I saw my parents for lunch, while the Systems Administrator waited for my mystery parcel.  I am expecting a couple of consignments of plants, and thought this one might be from the nursery in deepest Lincolnshire that does some unusual things at very reasonable prices, but does not use Paypal or have a secure online credit card facility so that I ended up sending them a limit cheque. An email from the delivery company arrived yesterday saying that the parcel would be arriving today, but didn't say who the parcel was from, which fitted with the Lincolnshire nursery's slight lack of polish in the customer facing direction.  However, when I got home the box standing in the hall was branded Ashwood Nurseries.  I was impressed.  I only put the order in with them the day before yesterday.

It was a tall, narrow box, and I cut the parcel tape so that I could look in at the top to see my plants nicely nestled at the bottom, all leafy and intact.  The instructions on the box actually said to open the bottom of the box and let the plants slide out, which I did, carefully, and out they came accompanied by a scattering of compost over the kitchen floor.  I have bought from Ashwood before and they have lovely packaging.  The plants had bags round their pots, to keep the compost in (or at least most of it) and the roots damp while keeping the packaging dry, then the bagged pots were taped into a shallow box that fitted snugly inside the deep one.  The pots could not move around and would not tumble over each other if the package were tipped during transit, so much better than jamming everything in with balls of scrunched up newspaper.
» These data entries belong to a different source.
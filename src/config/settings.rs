use std::collections::BTreeMap;
use std::path::{Path, PathBuf};

use serde::Deserialize;

use crate::dirs::{DirectoryConfig, PluginFilter, DEFAULT_PLUGIN_SUFFIX};
use crate::Error;

/// Settings that describe an installation's directory layout.
///
/// Every field is optional in the source files.
#[derive(Debug, Clone, Default, PartialEq, Eq, Deserialize)]
#[serde(default)]
pub struct Settings {
    /// Installation root. Derived from the running executable when absent.
    pub root: Option<PathBuf>,
    /// Per-name overrides; relative paths are taken relative to the root.
    pub dirs: BTreeMap<String, PathBuf>,
    pub plugins: PluginSettings,
}

#[derive(Debug, Clone, PartialEq, Eq, Deserialize)]
#[serde(default)]
pub struct PluginSettings {
    pub suffix: String,
}

impl Default for PluginSettings {
    fn default() -> Self {
        Self {
            suffix: DEFAULT_PLUGIN_SUFFIX.to_string(),
        }
    }
}

impl Settings {
    /// Returns the configured root, or the one implied by the running executable.
    pub fn resolve_root(&self) -> Result<PathBuf, Error> {
        if let Some(root) = &self.root {
            return Ok(root.clone());
        }

        let exe = std::env::current_exe().map_err(|_| Error::UnknownRoot)?;
        root_from_exe(&exe).ok_or(Error::UnknownRoot)
    }

    pub fn directory_config(&self) -> Result<DirectoryConfig, Error> {
        let root = self.resolve_root()?;
        let dirs = self
            .dirs
            .iter()
            .fold(DirectoryConfig::new(root), |dirs, (name, path)| {
                dirs.with_override(name.as_str(), path)
            })
            .with_plugin_filter(PluginFilter::new(self.plugins.suffix.as_str()));
        Ok(dirs)
    }
}

/// `<root>/bin/prog` -> `<root>`.
fn root_from_exe(exe: &Path) -> Option<PathBuf> {
    exe.parent()?.parent().map(Path::to_path_buf)
}
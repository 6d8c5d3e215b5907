//! Output of the sample programs.

use std::io::{self, Write};

use crate::dirs::DirectoryConfig;
use crate::Error;

/// A collaborator exposing one status-returning method.
///
/// `prog` exits with whatever [`method`](Self::method) returns.
pub trait StatusMethod {
    fn method(&self) -> i32;
}

/// The collaborator `prog` runs by default; always succeeds.
#[derive(Debug, Default, Clone, Copy)]
pub struct Noop;

impl StatusMethod for Noop {
    fn method(&self) -> i32 {
        0
    }
}

/// Writes the `bin` and `etc` lines.
pub fn write_dirs(dirs: &DirectoryConfig, out: &mut impl Write) -> io::Result<()> {
    writeln!(out, "bin is: {}", dirs.bin_dir().display())?;
    writeln!(out, "etc is: {}", dirs.get_dir("etc").display())
}

/// Writes the plugin count followed by one plugin per line.
pub fn write_plugins(dirs: &DirectoryConfig, out: &mut impl Write) -> Result<usize, Error> {
    let mut plugins = Vec::new();
    let count = dirs.find_plugins(&mut plugins)?;

    writeln!(out, "found {count} plugins")?;
    for plugin in &plugins {
        writeln!(out, "{plugin}")?;
    }
    Ok(count)
}

/// Like [`write_plugins`], but reports a failed scan to `err` instead of failing.
///
/// Only discovery errors are absorbed; failing to write `out` is still an error.
pub fn write_plugins_or_report(
    dirs: &DirectoryConfig,
    out: &mut impl Write,
    err: &mut impl Write,
) -> Result<(), Error> {
    match write_plugins(dirs, out) {
        Ok(_) => Ok(()),
        Err(Error::Directory(e)) => {
            tracing::error!("plugin discovery failed: {e}");
            out.flush()?;
            writeln!(err, "error: {e}")?;
            Ok(())
        }
        Err(e) => Err(e),
    }
}

/// Prints the directories, then hands control to `collaborator` and returns its status.
pub fn run_with_collaborator(
    dirs: &DirectoryConfig,
    collaborator: &dyn StatusMethod,
    out: &mut impl Write,
) -> io::Result<i32> {
    write_dirs(dirs, out)?;
    writeln!(out, "calling method")?;
    out.flush()?;
    Ok(collaborator.method())
}
use std::io;
use std::process::ExitCode;

use dirconf::logging::init_logging;
use dirconf::report::{run_with_collaborator, Noop};
use dirconf::AppContext;

const CONFIG_FILE: &str = "dirconf.toml";

fn run() -> Result<i32, dirconf::Error> {
    let ctx = AppContext::load(CONFIG_FILE)?;
    Ok(run_with_collaborator(ctx.dirs(), &Noop, &mut io::stdout().lock())?)
}

fn main() -> ExitCode {
    init_logging();

    match run() {
        // Exit codes are truncated to a byte, as on every Unix shell.
        Ok(status) => ExitCode::from(status as u8),
        Err(e) => {
            tracing::error!("{e}");
            eprintln!("error: {e}");
            ExitCode::FAILURE
        }
    }
}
They were three salvias.  Not strictly necessary, since I have enough other things to be getting on with in the garden without introducing three extra pots to water, but I love salvias and they are so good for late summer colour when a lot of the border perennials have finished flowering.  The absolute pick was Salvia tubiflora, with orange flowers, which I have wanted for ages but last year Ashwood ran out of stock before I got round to ordering any.  Then I got a red 'Royal Bumble' to go with the new red dahlia, and the snapdragons growing on from seed.  The SA admired 'Royal Bumble' at Chelsea and while I am officer in charge of plant sourcing I do try to take account of what the SA likes as well as indulging my own tastes.  Finally I went for Salvia patens 'Cambridge Blue' to go on the terrace.  The pale yellow dahlia it is supposed to go with is growing on nicely, but the Cosmos 'Xanthos' are still weedy little things and the pale blue Convolulus sabiatus is still in Lincolnshire, so that particular scheme may or may not be working out.